-- TASK BRIEF --
Report back every line from the entries below in which the word "enum" occurs.

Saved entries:
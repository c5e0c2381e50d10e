//! Data models for the research pipeline.
//!
//! This module contains the plan produced by the planner, the per-step
//! results produced by the executor and the response envelope handed back
//! to the caller.

use chrono::{DateTime, Utc};
use serde::{Serialize, Serializer};
use serde_json::Value;
use std::collections::BTreeMap;
use std::fmt;

/// Version of the closed tool catalog advertised to the planner.
pub const CATALOG_VERSION: &str = "1";

/// Which stages a request runs.
#[derive(Debug, Clone, Copy, PartialEq, Eq, Hash, Serialize)]
#[serde(rename_all = "lowercase")]
pub enum Mode {
    /// Conversational reply, no stages.
    Chat,
    /// Literature review only.
    Literature,
    /// Dataset analysis only.
    Analysis,
    /// Discussion section only.
    Discussion,
    /// Literature, then analysis, then discussion.
    Full,
}

impl Mode {
    /// Parse a planner-supplied mode label. Unknown labels return `None`.
    pub fn from_label(label: &str) -> Option<Self> {
        match label.trim().to_lowercase().as_str() {
            "chat" => Some(Mode::Chat),
            "literature" => Some(Mode::Literature),
            "analysis" => Some(Mode::Analysis),
            "discussion" => Some(Mode::Discussion),
            "full" => Some(Mode::Full),
            _ => None,
        }
    }

    pub fn runs_literature(&self) -> bool {
        matches!(self, Mode::Literature | Mode::Full)
    }

    pub fn runs_analysis(&self) -> bool {
        matches!(self, Mode::Analysis | Mode::Full)
    }

    pub fn runs_discussion(&self) -> bool {
        matches!(self, Mode::Discussion | Mode::Full)
    }
}

impl fmt::Display for Mode {
    fn fmt(&self, f: &mut fmt::Formatter<'_>) -> fmt::Result {
        match self {
            Mode::Chat => write!(f, "chat"),
            Mode::Literature => write!(f, "literature"),
            Mode::Analysis => write!(f, "analysis"),
            Mode::Discussion => write!(f, "discussion"),
            Mode::Full => write!(f, "full"),
        }
    }
}

/// Identifier of an analytical operation in the closed catalog.
#[derive(Debug, Clone, Copy, PartialEq, Eq, PartialOrd, Ord, Hash)]
pub enum ToolId {
    DescriptiveStatistics,
    ChiSquareTest,
    CronbachAlpha,
    Countplot,
    Barplot,
    Piechart,
}

impl ToolId {
    /// Every tool in the catalog, in the order presented to the planner.
    pub const ALL: [ToolId; 6] = [
        ToolId::DescriptiveStatistics,
        ToolId::ChiSquareTest,
        ToolId::CronbachAlpha,
        ToolId::Countplot,
        ToolId::Barplot,
        ToolId::Piechart,
    ];

    pub fn as_str(&self) -> &'static str {
        match self {
            ToolId::DescriptiveStatistics => "descriptive_statistics",
            ToolId::ChiSquareTest => "chi_square_test",
            ToolId::CronbachAlpha => "cronbach_alpha",
            ToolId::Countplot => "countplot",
            ToolId::Barplot => "barplot",
            ToolId::Piechart => "piechart",
        }
    }

    /// Exact lookup against the catalog. No fuzzy coercion.
    pub fn parse(name: &str) -> Option<Self> {
        Self::ALL.into_iter().find(|t| t.as_str() == name.trim())
    }
}

impl fmt::Display for ToolId {
    fn fmt(&self, f: &mut fmt::Formatter<'_>) -> fmt::Result {
        f.write_str(self.as_str())
    }
}

/// A planner-supplied tool reference, validated against the catalog.
///
/// Unknown names are kept so the executor can report them.
#[derive(Debug, Clone, PartialEq, Eq)]
pub enum ToolRef {
    Known(ToolId),
    Unknown(String),
}

impl ToolRef {
    pub fn from_name(name: &str) -> Self {
        match ToolId::parse(name) {
            Some(id) => ToolRef::Known(id),
            None => ToolRef::Unknown(name.to_string()),
        }
    }

    pub fn name(&self) -> &str {
        match self {
            ToolRef::Known(id) => id.as_str(),
            ToolRef::Unknown(name) => name,
        }
    }
}

impl Serialize for ToolRef {
    fn serialize<S: Serializer>(&self, serializer: S) -> Result<S::Ok, S::Error> {
        serializer.serialize_str(self.name())
    }
}

/// One requested operation in the analysis portion of a plan.
#[derive(Debug, Clone, Serialize)]
pub struct AnalysisStep {
    pub tool: ToolRef,
    /// Planner's justification. Logged, never executed.
    pub reason: String,
    /// Attach a plain-language interpretation to the result.
    pub interpret: bool,
}

#[derive(Debug, Clone, Default, Serialize)]
pub struct LiteraturePlan {
    pub focus: Option<String>,
    pub tone: Option<String>,
    pub word_count: Option<u32>,
}

#[derive(Debug, Clone, Default, Serialize)]
pub struct DiscussionPlan {
    pub focus: Option<String>,
}

/// Validated execution plan. Built once per request and never mutated.
#[derive(Debug, Clone, Serialize)]
pub struct ExecutionPlan {
    pub mode: Mode,
    pub needs_clarification: bool,
    pub clarification_question: Option<String>,
    pub literature_plan: LiteraturePlan,
    pub analysis_plan: Vec<AnalysisStep>,
    pub discussion_plan: DiscussionPlan,
    /// Validation findings (unknown mode, unknown tools, overrides).
    #[serde(skip_serializing_if = "Vec::is_empty")]
    pub notes: Vec<String>,
}

impl ExecutionPlan {
    /// Plan used when the planner output cannot be parsed.
    pub fn chat_default() -> Self {
        Self {
            mode: Mode::Chat,
            needs_clarification: false,
            clarification_question: None,
            literature_plan: LiteraturePlan::default(),
            analysis_plan: Vec::new(),
            discussion_plan: DiscussionPlan::default(),
            notes: Vec::new(),
        }
    }
}

/// How a phrase was bound to a column.
#[derive(Debug, Clone, Copy, PartialEq, Eq, Serialize)]
#[serde(rename_all = "lowercase")]
pub enum ResolutionMethod {
    Exact,
    Lexical,
    Semantic,
}

impl fmt::Display for ResolutionMethod {
    fn fmt(&self, f: &mut fmt::Formatter<'_>) -> fmt::Result {
        match self {
            ResolutionMethod::Exact => write!(f, "exact"),
            ResolutionMethod::Lexical => write!(f, "lexical"),
            ResolutionMethod::Semantic => write!(f, "semantic"),
        }
    }
}

/// Outcome of resolving one phrase against a dataset's columns.
#[derive(Debug, Clone, PartialEq, Serialize)]
pub struct ColumnResolution {
    pub phrase: String,
    /// Always a literal member of the column set when present.
    pub resolved_column: Option<String>,
    pub method: Option<ResolutionMethod>,
    pub confidence: f64,
}

impl ColumnResolution {
    pub fn unresolved(phrase: &str) -> Self {
        Self {
            phrase: phrase.to_string(),
            resolved_column: None,
            method: None,
            confidence: 0.0,
        }
    }

    pub fn is_resolved(&self) -> bool {
        self.resolved_column.is_some()
    }
}

#[derive(Debug, Clone, Copy, PartialEq, Eq, Serialize)]
#[serde(rename_all = "lowercase")]
pub enum StepStatus {
    Ok,
    Error,
}

/// Result of executing one analysis step. One per input step, in order.
#[derive(Debug, Clone, Serialize)]
pub struct AnalysisStepResult {
    /// Position of the step in the plan.
    pub index: usize,
    /// Tool id, suffixed `_2`, `_3`, ... when a tool repeats in one plan.
    pub key: String,
    pub tool_id: String,
    pub status: StepStatus,
    pub payload: Value,
    #[serde(skip_serializing_if = "Option::is_none")]
    pub interpretation: Option<String>,
    #[serde(skip_serializing_if = "Option::is_none")]
    pub artifact_ref: Option<String>,
    #[serde(skip_serializing_if = "Option::is_none")]
    pub error: Option<String>,
    /// Columns bound for this step, in argument order.
    #[serde(skip_serializing_if = "Vec::is_empty")]
    pub columns: Vec<String>,
}

impl AnalysisStepResult {
    pub fn is_ok(&self) -> bool {
        self.status == StepStatus::Ok
    }
}

/// An export reference: a single file or a sequence of files.
#[derive(Debug, Clone, PartialEq, Eq, Serialize)]
#[serde(untagged)]
pub enum ExportRef {
    Single(String),
    Many(Vec<String>),
}

/// Everything the analysis stage produced.
#[derive(Debug, Clone, Default, Serialize)]
pub struct StepReport {
    pub results: Vec<AnalysisStepResult>,
    /// Chart artifacts keyed by step key.
    pub visuals: BTreeMap<String, String>,
    pub exports: BTreeMap<String, ExportRef>,
    /// Interpretation blocks in step order, each prefixed with its step key.
    pub interpretations: Vec<String>,
}

impl StepReport {
    pub fn failed_count(&self) -> usize {
        self.results.iter().filter(|r| !r.is_ok()).count()
    }
}

/// Kind tag of the response envelope.
#[derive(Debug, Clone, Copy, PartialEq, Eq, Serialize)]
#[serde(rename_all = "lowercase")]
pub enum ResponseKind {
    Text,
    Analysis,
    Full,
    Clarification,
}

impl fmt::Display for ResponseKind {
    fn fmt(&self, f: &mut fmt::Formatter<'_>) -> fmt::Result {
        match self {
            ResponseKind::Text => write!(f, "text"),
            ResponseKind::Analysis => write!(f, "analysis"),
            ResponseKind::Full => write!(f, "full"),
            ResponseKind::Clarification => write!(f, "clarification"),
        }
    }
}

/// The terminal artifact of a request.
#[derive(Debug, Clone, Serialize)]
pub struct ResponseEnvelope {
    #[serde(rename = "type")]
    pub kind: ResponseKind,
    pub content: String,
    pub visuals: BTreeMap<String, String>,
    pub exports: BTreeMap<String, ExportRef>,
    #[serde(skip_serializing_if = "Vec::is_empty")]
    pub steps: Vec<AnalysisStepResult>,
    #[serde(skip_serializing_if = "Option::is_none")]
    pub plan: Option<ExecutionPlan>,
    pub generated_at: DateTime<Utc>,
}

impl ResponseEnvelope {
    /// Plain text envelope with no visuals or exports.
    pub fn text(kind: ResponseKind, content: impl Into<String>) -> Self {
        Self {
            kind,
            content: content.into(),
            visuals: BTreeMap::new(),
            exports: BTreeMap::new(),
            steps: Vec::new(),
            plan: None,
            generated_at: Utc::now(),
        }
    }
}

-- SOLUTION TO THE PROBLEM --
pub enum Mode {
pub enum ToolId {
pub enum ToolRef {
pub enum ResolutionMethod {
pub enum StepStatus {
pub enum ExportRef {
pub enum ResponseKind {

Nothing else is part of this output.